■ Records provided ■
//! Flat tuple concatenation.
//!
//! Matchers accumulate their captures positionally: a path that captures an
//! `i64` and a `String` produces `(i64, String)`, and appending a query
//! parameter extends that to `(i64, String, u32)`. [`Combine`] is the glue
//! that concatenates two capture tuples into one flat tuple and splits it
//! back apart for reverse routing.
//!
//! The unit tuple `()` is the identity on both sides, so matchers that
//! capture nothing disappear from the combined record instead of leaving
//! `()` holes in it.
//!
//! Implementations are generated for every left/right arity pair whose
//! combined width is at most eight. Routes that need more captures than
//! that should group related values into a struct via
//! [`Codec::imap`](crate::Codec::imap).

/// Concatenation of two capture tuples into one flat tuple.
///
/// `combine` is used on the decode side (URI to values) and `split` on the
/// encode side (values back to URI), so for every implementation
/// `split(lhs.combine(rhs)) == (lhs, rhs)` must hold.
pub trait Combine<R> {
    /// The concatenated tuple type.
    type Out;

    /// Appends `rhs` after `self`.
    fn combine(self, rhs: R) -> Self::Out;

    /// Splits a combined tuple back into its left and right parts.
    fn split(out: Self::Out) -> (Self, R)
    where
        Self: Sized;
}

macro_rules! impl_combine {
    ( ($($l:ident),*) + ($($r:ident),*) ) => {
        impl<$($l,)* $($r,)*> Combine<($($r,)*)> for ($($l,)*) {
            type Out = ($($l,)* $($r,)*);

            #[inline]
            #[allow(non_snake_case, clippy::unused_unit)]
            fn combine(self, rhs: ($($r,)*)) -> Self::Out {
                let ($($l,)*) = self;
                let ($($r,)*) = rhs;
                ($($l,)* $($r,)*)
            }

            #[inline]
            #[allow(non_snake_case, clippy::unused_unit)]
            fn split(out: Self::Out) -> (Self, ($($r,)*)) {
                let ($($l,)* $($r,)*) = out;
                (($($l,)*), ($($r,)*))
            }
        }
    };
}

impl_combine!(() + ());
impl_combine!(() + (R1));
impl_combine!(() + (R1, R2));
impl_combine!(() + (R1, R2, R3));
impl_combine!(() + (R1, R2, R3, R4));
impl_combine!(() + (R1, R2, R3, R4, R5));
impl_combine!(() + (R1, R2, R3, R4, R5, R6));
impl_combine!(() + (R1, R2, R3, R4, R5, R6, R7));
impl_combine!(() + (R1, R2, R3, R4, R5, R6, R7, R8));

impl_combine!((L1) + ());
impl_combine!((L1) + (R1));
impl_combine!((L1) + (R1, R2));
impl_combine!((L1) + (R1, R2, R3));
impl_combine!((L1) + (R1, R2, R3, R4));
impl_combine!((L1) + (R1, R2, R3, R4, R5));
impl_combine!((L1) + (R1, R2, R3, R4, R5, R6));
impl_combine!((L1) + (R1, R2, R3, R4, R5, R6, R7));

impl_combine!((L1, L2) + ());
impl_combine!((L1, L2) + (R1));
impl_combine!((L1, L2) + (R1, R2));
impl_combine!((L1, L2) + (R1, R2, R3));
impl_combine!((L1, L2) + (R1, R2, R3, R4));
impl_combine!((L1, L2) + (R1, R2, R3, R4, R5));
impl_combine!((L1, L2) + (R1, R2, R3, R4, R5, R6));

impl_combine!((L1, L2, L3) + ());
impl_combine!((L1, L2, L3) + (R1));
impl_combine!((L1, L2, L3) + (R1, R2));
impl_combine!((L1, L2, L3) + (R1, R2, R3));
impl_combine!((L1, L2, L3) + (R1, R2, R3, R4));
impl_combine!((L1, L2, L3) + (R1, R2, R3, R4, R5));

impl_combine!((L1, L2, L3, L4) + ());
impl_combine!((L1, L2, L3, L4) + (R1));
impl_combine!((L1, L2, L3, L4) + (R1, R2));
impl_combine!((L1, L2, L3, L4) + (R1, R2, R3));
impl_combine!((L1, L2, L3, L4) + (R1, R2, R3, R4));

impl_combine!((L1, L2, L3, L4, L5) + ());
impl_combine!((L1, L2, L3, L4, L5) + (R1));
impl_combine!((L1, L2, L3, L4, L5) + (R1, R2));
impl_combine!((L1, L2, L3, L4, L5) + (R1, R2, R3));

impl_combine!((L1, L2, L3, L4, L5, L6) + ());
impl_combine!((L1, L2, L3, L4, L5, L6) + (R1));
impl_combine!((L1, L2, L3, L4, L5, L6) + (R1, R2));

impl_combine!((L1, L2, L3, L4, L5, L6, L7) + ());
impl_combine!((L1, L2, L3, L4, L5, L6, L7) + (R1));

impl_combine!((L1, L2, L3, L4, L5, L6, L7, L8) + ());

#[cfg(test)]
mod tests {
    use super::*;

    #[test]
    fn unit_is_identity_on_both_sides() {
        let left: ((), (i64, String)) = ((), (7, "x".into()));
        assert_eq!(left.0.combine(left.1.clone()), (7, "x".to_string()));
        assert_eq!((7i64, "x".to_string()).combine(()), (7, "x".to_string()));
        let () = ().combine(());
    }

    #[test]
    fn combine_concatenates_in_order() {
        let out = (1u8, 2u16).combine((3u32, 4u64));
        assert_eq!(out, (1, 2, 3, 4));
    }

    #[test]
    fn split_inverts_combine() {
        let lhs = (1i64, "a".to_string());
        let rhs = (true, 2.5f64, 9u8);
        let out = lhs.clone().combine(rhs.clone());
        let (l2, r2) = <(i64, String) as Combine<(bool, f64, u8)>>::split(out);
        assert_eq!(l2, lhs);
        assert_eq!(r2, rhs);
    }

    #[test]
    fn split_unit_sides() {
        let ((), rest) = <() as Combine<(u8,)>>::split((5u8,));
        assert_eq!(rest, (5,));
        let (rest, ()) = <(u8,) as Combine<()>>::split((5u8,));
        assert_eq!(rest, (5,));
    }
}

■ Description of the task ■
Retype the entire listing exactly.

■ Exercise output ■
//! Flat tuple concatenation.
//!
//! Matchers accumulate their captures positionally: a path that captures an
//! `i64` and a `String` produces `(i64, String)`, and appending a query
//! parameter extends that to `(i64, String, u32)`. [`Combine`] is the glue
//! that concatenates two capture tuples into one flat tuple and splits it
//! back apart for reverse routing.
//!
//! The unit tuple `()` is the identity on both sides, so matchers that
//! capture nothing disappear from the combined record instead of leaving
//! `()` holes in it.
//!
//! Implementations are generated for every left/right arity pair whose
//! combined width is at most eight. Routes that need more captures than
//! that should group related values into a struct via
//! [`Codec::imap`](crate::Codec::imap).

/// Concatenation of two capture tuples into one flat tuple.
///
/// `combine` is used on the decode side (URI to values) and `split` on the
/// encode side (values back to URI), so for every implementation
/// `split(lhs.combine(rhs)) == (lhs, rhs)` must hold.
pub trait Combine<R> {
    /// The concatenated tuple type.
    type Out;

    /// Appends `rhs` after `self`.
    fn combine(self, rhs: R) -> Self::Out;

    /// Splits a combined tuple back into its left and right parts.
    fn split(out: Self::Out) -> (Self, R)
    where
        Self: Sized;
}

macro_rules! impl_combine {
    ( ($($l:ident),*) + ($($r:ident),*) ) => {
        impl<$($l,)* $($r,)*> Combine<($($r,)*)> for ($($l,)*) {
            type Out = ($($l,)* $($r,)*);

            #[inline]
            #[allow(non_snake_case, clippy::unused_unit)]
            fn combine(self, rhs: ($($r,)*)) -> Self::Out {
                let ($($l,)*) = self;
                let ($($r,)*) = rhs;
                ($($l,)* $($r,)*)
            }

            #[inline]
            #[allow(non_snake_case, clippy::unused_unit)]
            fn split(out: Self::Out) -> (Self, ($($r,)*)) {
                let ($($l,)* $($r,)*) = out;
                (($($l,)*), ($($r,)*))
            }
        }
    };
}

impl_combine!(() + ());
impl_combine!(() + (R1));
impl_combine!(() + (R1, R2));
impl_combine!(() + (R1, R2, R3));
impl_combine!(() + (R1, R2, R3, R4));
impl_combine!(() + (R1, R2, R3, R4, R5));
impl_combine!(() + (R1, R2, R3, R4, R5, R6));
impl_combine!(() + (R1, R2, R3, R4, R5, R6, R7));
impl_combine!(() + (R1, R2, R3, R4, R5, R6, R7, R8));

impl_combine!((L1) + ());
impl_combine!((L1) + (R1));
impl_combine!((L1) + (R1, R2));
impl_combine!((L1) + (R1, R2, R3));
impl_combine!((L1) + (R1, R2, R3, R4));
impl_combine!((L1) + (R1, R2, R3, R4, R5));
impl_combine!((L1) + (R1, R2, R3, R4, R5, R6));
impl_combine!((L1) + (R1, R2, R3, R4, R5, R6, R7));

impl_combine!((L1, L2) + ());
impl_combine!((L1, L2) + (R1));
impl_combine!((L1, L2) + (R1, R2));
impl_combine!((L1, L2) + (R1, R2, R3));
impl_combine!((L1, L2) + (R1, R2, R3, R4));
impl_combine!((L1, L2) + (R1, R2, R3, R4, R5));
impl_combine!((L1, L2) + (R1, R2, R3, R4, R5, R6));

impl_combine!((L1, L2, L3) + ());
impl_combine!((L1, L2, L3) + (R1));
impl_combine!((L1, L2, L3) + (R1, R2));
impl_combine!((L1, L2, L3) + (R1, R2, R3));
impl_combine!((L1, L2, L3) + (R1, R2, R3, R4));
impl_combine!((L1, L2, L3) + (R1, R2, R3, R4, R5));

impl_combine!((L1, L2, L3, L4) + ());
impl_combine!((L1, L2, L3, L4) + (R1));
impl_combine!((L1, L2, L3, L4) + (R1, R2));
impl_combine!((L1, L2, L3, L4) + (R1, R2, R3));
impl_combine!((L1, L2, L3, L4) + (R1, R2, R3, R4));

impl_combine!((L1, L2, L3, L4, L5) + ());
impl_combine!((L1, L2, L3, L4, L5) + (R1));
impl_combine!((L1, L2, L3, L4, L5) + (R1, R2));
impl_combine!((L1, L2, L3, L4, L5) + (R1, R2, R3));

impl_combine!((L1, L2, L3, L4, L5, L6) + ());
impl_combine!((L1, L2, L3, L4, L5, L6) + (R1));
impl_combine!((L1, L2, L3, L4, L5, L6) + (R1, R2));

impl_combine!((L1, L2, L3, L4, L5, L6, L7) + ());
impl_combine!((L1, L2, L3, L4, L5, L6, L7) + (R1));

impl_combine!((L1, L2, L3, L4, L5, L6, L7, L8) + ());

#[cfg(test)]
mod tests {
    use super::*;

    #[test]
    fn unit_is_identity_on_both_sides() {
        let left: ((), (i64, String)) = ((), (7, "x".into()));
        assert_eq!(left.0.combine(left.1.clone()), (7, "x".to_string()));
        assert_eq!((7i64, "x".to_string()).combine(()), (7, "x".to_string()));
        let () = ().combine(());
    }

    #[test]
    fn combine_concatenates_in_order() {
        let out = (1u8, 2u16).combine((3u32, 4u64));
        assert_eq!(out, (1, 2, 3, 4));
    }

    #[test]
    fn split_inverts_combine() {
        let lhs = (1i64, "a".to_string());
        let rhs = (true, 2.5f64, 9u8);
        let out = lhs.clone().combine(rhs.clone());
        let (l2, r2) = <(i64, String) as Combine<(bool, f64, u8)>>::split(out);
        assert_eq!(l2, lhs);
        assert_eq!(r2, rhs);
    }

    #[test]
    fn split_unit_sides() {
        let ((), rest) = <() as Combine<(u8,)>>::split((5u8,));
        assert_eq!(rest, (5,));
        let (rest, ()) = <(u8,) as Combine<()>>::split((5u8,));
        assert_eq!(rest, (5,));
    }
}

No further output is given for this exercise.